### YOUR INSTRUCTIONS
Copy each line of the records below that mentions the word "handlers".

### TASK INPUTS

▼▼▼

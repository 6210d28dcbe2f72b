//! HTTP routes for the probe fixture.
//!
//! Defines the Axum router and application state.

use crate::handlers;
use axum::{routing::get, Router};
use std::sync::Arc;
use std::time::{Duration, Instant};
use tower_http::trace::TraceLayer;

/// Application state shared across all handlers.
#[derive(Debug, Clone)]
pub struct AppState {
    /// When the process started serving.
    pub started: Instant,

    /// How long `/healthz` keeps reporting healthy.
    pub healthz_window: Duration,
}

impl AppState {
    /// State for a process starting now.
    pub fn new(healthz_window: Duration) -> Self {
        Self::started_at(Instant::now(), healthz_window)
    }

    /// State for a process that started at `started`.
    pub fn started_at(started: Instant, healthz_window: Duration) -> Self {
        Self {
            started,
            healthz_window,
        }
    }
}

/// Build the application routes.
///
/// - `/healthy` - Always 200 "ok"
/// - `/unhealthy` - Always 500 "not ok"
/// - `/healthz` - 200 "ok" inside the liveness window, 500 afterwards
pub fn build_routes(state: Arc<AppState>) -> Router {
    Router::new()
        .route("/healthy", get(handlers::healthy))
        .route("/unhealthy", get(handlers::unhealthy))
        .route("/healthz", get(handlers::healthz))
        .with_state(state)
        .layer(TraceLayer::new_for_http())
}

▲▲▲

### REPLY TO THE EXERCISE
use crate::handlers;
/// Application state shared across all handlers.
        .route("/healthy", get(handlers::healthy))
        .route("/unhealthy", get(handlers::unhealthy))
        .route("/healthz", get(handlers::healthz))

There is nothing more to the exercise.